子どもの夜間咳について
咳は、喉や肺、気道の刺激物を除去する自然な反射です。子どもは睡眠中に咳が悪化しやすいですが、ほとんどの場合は心配無用です。ただし、特定の咳は医師の診察が必要です。原因を理解すれば、適切なタイミングで小児科を受診でき、症状を和らげて子どもの睡眠を改善できます。
考えられる原因
- 風邪、インフルエンザ、鼻副鼻腔炎、クループ、気管支炎、百日咳、肺炎などが夜間の咳を引き起こすことがあります。症状や咳の音の違いから、ある程度原因を推測できます。
診断ポイント
- 風邪の場合は鼻水や鼻づまり、軽度の熱がみられ、約10日で自然に治ります。副鼻腔炎は顔面の痛みや口臭を伴い、長引くことがあります。クループは深くて吠えるような咳が夜中に突然始まり、吸気時に荒い音がします。乾いた乾性の咳は気管支炎の可能性があり、起床直後に悪化しがちです。長期間続く激しい咳は百日咳の特徴で、咳の合間に深く息を吸い込むと「フーフー」という音がします。肺炎は痰を伴う咳と呼吸困難が主症状です。
治療のポイント
- 咳止め薬は以下の理由で推奨されません。①咳は肺や気道の掃除に役立つ②薬は原因を治さない③4歳未満の子どもには適さない④複数症状を同時に抑える薬は不要な成分を含み副作用のリスクがある。ただし、咳で睡眠が妨げられる場合は小児科医と相談してください。代替として、就寝前にそば蜜(ブックウィートハニー)を少量与えると、ペンシルバニア州医学部の研究で咳の頻度・重症度が薬よりも改善され、睡眠の質も向上したと報告されています。
自宅でできる対処法
- 風邪・インフルエンザ・副鼻腔炎の際は、寝るときに頭部を少し高くすると鼻汁の排出が楽になります。

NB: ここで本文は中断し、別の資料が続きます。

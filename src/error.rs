//! Error types for the collector.
//!
//! The taxonomy mirrors the propagation policy: only `StartupError` may
//! terminate the process. Everything below the cycle boundary is absorbed
//! and logged where it occurs.

use snafu::prelude::*;

// ============ Hypervisor Errors ============

/// Errors raised by the hypervisor connection.
#[derive(Debug, Snafu)]
#[snafu(visibility(pub))]
pub enum HypervisorError {
    /// Connection to the hypervisor could not be established.
    #[snafu(display("Failed to connect to hypervisor at {uri}: {message}"))]
    Connect { uri: String, message: String },

    /// Domain enumeration failed (e.g., lost connection).
    #[snafu(display("Failed to enumerate domains: {message}"))]
    ListDomains { message: String },

    /// A single attribute of a single domain could not be read.
    #[snafu(display("Failed to read domain {attribute}: {message}"))]
    Attribute {
        attribute: &'static str,
        message: String,
    },
}

// ============ Collector Errors ============

/// Errors fatal to one collection cycle (never to the process).
#[derive(Debug, Snafu)]
#[snafu(visibility(pub))]
pub enum CollectorError {
    /// A per-request connection could not be opened (serve mode).
    #[snafu(display("Hypervisor connection failed: {source}"))]
    Connection { source: HypervisorError },

    /// Domain listing failed for this cycle.
    #[snafu(display("Domain enumeration failed: {source}"))]
    Enumeration { source: HypervisorError },
}

// ============ Sink Errors ============

/// Errors writing a single event to the output sink.
#[derive(Debug, Snafu)]
#[snafu(visibility(pub))]
pub enum SinkError {
    /// The event could not be encoded as JSON.
    #[snafu(display("Failed to serialize event: {source}"))]
    Serialize { source: serde_json::Error },

    /// The serialized event could not be written.
    #[snafu(display("Failed to write event: {source}"))]
    Io { source: std::io::Error },
}

// ============ Config Errors ============

/// Errors that can occur during configuration parsing and validation.
#[derive(Debug, Snafu)]
#[snafu(visibility(pub))]
pub enum ConfigError {
    /// Failed to read the configuration file.
    #[snafu(display("Failed to read configuration file {}: {source}", path.display()))]
    ReadFile {
        path: std::path::PathBuf,
        source: std::io::Error,
    },

    /// Failed to parse YAML configuration.
    #[snafu(display("Failed to parse YAML: {source}"))]
    YamlParse { source: serde_yaml::Error },

    /// Environment variable interpolation failed.
    #[snafu(display("Environment variable interpolation failed:\n{message}"))]
    EnvInterpolation { message: String },

    /// Collection interval must be nonzero.
    #[snafu(display("interval_secs must be greater than zero"))]
    ZeroInterval,

    /// Connection URI must not be empty.
    #[snafu(display("connection.uri cannot be empty"))]
    EmptyConnectionUri,
}

// ============ Metrics Errors ============

/// Errors that can occur during metrics initialization.
#[derive(Debug, Snafu)]
#[snafu(visibility(pub))]
pub enum MetricsError {
    /// Failed to initialize the Prometheus recorder.
    #[snafu(display("Failed to initialize Prometheus recorder: {source}"))]
    PrometheusInit {
        source: metrics_exporter_prometheus::BuildError,
    },
}

// ============ Startup Errors ============

/// Errors that terminate the process before the first cycle.
///
/// The initial hypervisor connection is the only unrecoverable runtime
/// failure; everything after it is absorbed at the cycle boundary.
#[derive(Debug, Snafu)]
#[snafu(visibility(pub))]
pub enum StartupError {
    /// The startup hypervisor connection could not be established.
    #[snafu(display("Hypervisor unavailable: {source}"))]
    HypervisorUnavailable { source: HypervisorError },

    /// Failed to parse a listen address.
    #[snafu(display("Invalid listen address '{address}': {source}"))]
    AddressParse {
        address: String,
        source: std::net::AddrParseError,
    },

    /// Failed to initialize metrics.
    #[snafu(display("Failed to initialize metrics: {source}"))]
    Metrics { source: MetricsError },

    /// Failed to bind the HTTP listener (serve mode).
    #[snafu(display("Failed to bind {address}: {source}"))]
    Bind {
        address: String,
        source: std::io::Error,
    },

    /// The HTTP server terminated with an error (serve mode).
    #[snafu(display("Server error: {source}"))]
    Serve { source: std::io::Error },

    /// The binary was built without a hypervisor backend.
    #[snafu(display("Built without libvirt support; rebuild with --features libvirt"))]
    LibvirtDisabled,
}
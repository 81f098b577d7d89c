//! Internal events for collector metrics emission.
//!
//! Each event struct represents a measurable occurrence in the collection
//! loop. Events implement the `InternalEvent` trait which emits the
//! corresponding Prometheus metric.

use metrics::{counter, gauge, histogram};
use std::time::Duration;
use tracing::trace;

/// Trait for internal events that can be emitted as metrics.
pub trait InternalEvent {
    /// Emit this event as a metric.
    fn emit(self);
}

/// Event emitted when a collection cycle completes.
pub struct CycleCompleted {
    /// Domains that produced a snapshot this cycle.
    pub domains: u64,
    /// Events written to the sink this cycle.
    pub emitted: u64,
}

impl InternalEvent for CycleCompleted {
    fn emit(self) {
        trace!(domains = self.domains, emitted = self.emitted, "Cycle completed");
        counter!("flurry_cycles_total", "result" => "completed").increment(1);
        counter!("flurry_events_emitted_total").increment(self.emitted);
        gauge!("flurry_domains_observed").set(self.domains as f64);
    }
}

/// Event emitted when domain enumeration fails and a cycle is skipped.
pub struct CycleFailed;

impl InternalEvent for CycleFailed {
    fn emit(self) {
        trace!("Cycle failed");
        counter!("flurry_cycles_total", "result" => "failed").increment(1);
    }
}

/// Event emitted when events are dropped on serialization or write failure.
pub struct EventsDropped {
    pub count: u64,
}

impl InternalEvent for EventsDropped {
    fn emit(self) {
        trace!(count = self.count, "Events dropped");
        counter!("flurry_events_dropped_total").increment(self.count);
    }
}

/// Event recording the wall-clock duration of one cycle.
pub struct CycleDuration {
    pub duration: Duration,
}

impl InternalEvent for CycleDuration {
    fn emit(self) {
        histogram!("flurry_cycle_duration_seconds").record(self.duration.as_secs_f64());
    }
}
//! Narrow capability traits over the hypervisor connection.
//!
//! The collector only ever needs two operations from a hypervisor: list the
//! currently defined domains, and read a handful of attributes from each.
//! Keeping the seam this narrow isolates the collection logic from any
//! particular client library and lets tests substitute a fake.

use std::sync::Arc;

use crate::config::ConnectionConfig;
use crate::error::{HypervisorError, StartupError};

#[cfg(feature = "libvirt")]
pub mod libvirt;

/// Detailed domain info read in a single call.
#[derive(Debug, Clone, Copy)]
pub struct DomainInfo {
    /// Raw lifecycle state code as reported by the hypervisor.
    pub state_code: u32,
    /// Number of virtual CPUs.
    pub vcpus: u32,
    /// Memory in KB.
    pub memory_kb: u64,
}

/// One domain as exposed by an open connection.
///
/// Each attribute read is independent so that a single failed read never
/// poisons the others.
pub trait Domain {
    /// Display name of the domain.
    fn name(&self) -> Result<String, HypervisorError>;

    /// Canonical UUID string.
    fn uuid(&self) -> Result<String, HypervisorError>;

    /// Hypervisor-assigned numeric ID; `None` when the domain is not running.
    fn id(&self) -> Option<u32>;

    /// State code, vcpu count, and memory.
    fn info(&self) -> Result<DomainInfo, HypervisorError>;
}

/// An open hypervisor connection.
///
/// Acquired once at startup in poll mode and reused across cycles; the
/// underlying handle is released when the value is dropped.
pub trait Hypervisor {
    /// Enumerate all domains, running and defined-but-stopped alike.
    fn list_domains(&self) -> Result<Vec<Box<dyn Domain>>, HypervisorError>;
}

/// Factory for hypervisor connections.
///
/// Poll mode connects once and holds the connection for the process
/// lifetime; serve mode opens and closes one connection per request.
pub trait Connector: Send + Sync {
    fn connect(&self) -> Result<Box<dyn Hypervisor>, HypervisorError>;
}

/// Build the connector for the configured hypervisor.
#[cfg(feature = "libvirt")]
pub fn connector(config: &ConnectionConfig) -> Result<Arc<dyn Connector>, StartupError> {
    Ok(Arc::new(libvirt::LibvirtConnector::new(config.uri.clone())))
}

/// Build the connector for the configured hypervisor.
///
/// Without the `libvirt` feature there is no backend to connect to.
#[cfg(not(feature = "libvirt"))]
pub fn connector(_config: &ConnectionConfig) -> Result<Arc<dyn Connector>, StartupError> {
    crate::error::LibvirtDisabledSnafu.fail()
}
// src/heuristics/mod.rs

mod classifier;
mod confidence;
mod merchant;
mod total;

pub use classifier::{is_date_or_number, is_noise};
pub use confidence::aggregate_confidence;
pub use merchant::{UNKNOWN_MERCHANT, extract_merchant};
pub use total::{MAX_AMOUNT, MIN_AMOUNT, extract_total};

use serde::Deserialize;
use serde::Serialize;

/// Observations at or below this confidence never reach the extractors.
pub const DEFAULT_MIN_CONFIDENCE: f64 = 0.3;

/// One recognized text region as reported by the OCR engine.
#[derive(Debug, Clone, PartialEq, Serialize, Deserialize)]
pub struct TextObservation {
    pub text: String,
    pub confidence: f64,
}

impl TextObservation {
    pub fn new(text: impl Into<String>, confidence: f64) -> Self {
        Self {
            text: text.into(),
            confidence,
        }
    }
}

/// Everything we report back for a single receipt image.
#[derive(Debug, Clone, PartialEq, Serialize, Deserialize)]
pub struct ExtractionResult {
    pub merchant: String,
    pub total: f64,
    pub confidence: f64,
    pub raw_text: String,
    pub success: bool,
}

/// Interpret a full observation list using the default confidence threshold.
pub fn interpret(observations: &[TextObservation]) -> ExtractionResult {
    interpret_with_threshold(observations, DEFAULT_MIN_CONFIDENCE)
}

/// Interpret a full observation list.
///
/// Lines with `confidence <= min_confidence` are dropped before merchant/total
/// extraction and from `raw_text`, but still count towards the aggregate score.
pub fn interpret_with_threshold(
    observations: &[TextObservation],
    min_confidence: f64,
) -> ExtractionResult {
    let lines: Vec<&str> = observations
        .iter()
        .filter(|o| o.confidence > min_confidence)
        .map(|o| o.text.as_str())
        .collect();

    ExtractionResult {
        merchant: extract_merchant(&lines),
        total: extract_total(&lines),
        confidence: aggregate_confidence(observations),
        raw_text: lines.join("\n"),
        success: true,
    }
}

#[cfg(test)]
mod tests {
    use super::*;

    fn obs(items: &[(&str, f64)]) -> Vec<TextObservation> {
        items
            .iter()
            .map(|(t, c)| TextObservation::new(*t, *c))
            .collect()
    }

    #[test]
    fn test_low_confidence_lines_skip_extraction_but_count_in_score() {
        let observations = obs(&[
            ("CORNER MARKET", 0.9),
            ("Total: $42.10", 0.95),
            ("Total: $999.00", 0.2),
        ]);

        let result = interpret(&observations);
        assert_eq!(result.merchant, "CORNER MARKET");
        assert_eq!(result.total, 42.10);
        assert_eq!(result.confidence, 68.3);
        assert_eq!(result.raw_text, "CORNER MARKET\nTotal: $42.10");
        assert!(result.success);
    }

    #[test]
    fn test_threshold_is_exclusive() {
        let observations = obs(&[("EDGE CASE DELI", 0.3), ("Total: $3.00", 0.31)]);

        let result = interpret(&observations);
        assert_eq!(result.raw_text, "Total: $3.00");
        assert_eq!(result.merchant, "Total: $3.00");
        assert_eq!(result.total, 3.0);
    }

    #[test]
    fn test_empty_observations() {
        let result = interpret(&[]);
        assert_eq!(result.merchant, UNKNOWN_MERCHANT);
        assert_eq!(result.total, 0.0);
        assert_eq!(result.confidence, 0.0);
        assert_eq!(result.raw_text, "");
    }

    #[test]
    fn test_custom_threshold() {
        let observations = obs(&[("GREEN GROCER", 0.5), ("Amount $7.25", 0.9)]);

        let strict = interpret_with_threshold(&observations, 0.6);
        assert_eq!(strict.raw_text, "Amount $7.25");

        let loose = interpret_with_threshold(&observations, 0.1);
        assert_eq!(loose.merchant, "GREEN GROCER");
        assert_eq!(loose.total, 7.25);
    }

    #[test]
    fn test_result_serializes_with_wire_field_names() {
        let result = interpret(&obs(&[("TACO TRUCK", 0.8), ("Total $9.99", 0.8)]));
        let json = serde_json::to_value(&result).unwrap();
        assert_eq!(json["merchant"], "TACO TRUCK");
        assert_eq!(json["total"], 9.99);
        assert_eq!(json["confidence"], 80.0);
        assert_eq!(json["raw_text"], "TACO TRUCK\nTotal $9.99");
        assert_eq!(json["success"], true);
    }
}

クループには蒸気吸入が有効です。シャワーで温かい湯気を出し、ドアを閉めて子どもを浴室に20分ほど入れさせましょう。クールミスト加湿器や、乾いた咳が出る時は冷たい水分をたくさん飲ませることも効果的です。
考慮すべき点
- 夜間の咳は通常2週間以内に治まりますが、1〜2週間以上続く、または頻繁に再発する場合は喘息の可能性があります。子どもによっては夜間咳が喘息の唯一の症状となります。アレルギー、慢性副鼻腔炎、結核も持続的な咳の原因となります。
警戒すべきサイン
- 新生児や乳児の咳は必ず小児科医に診てもらいましょう。高熱、呼吸困難、顔や舌が青紫色になる、血痰が出るなどの症状がある場合もすぐに受診してください。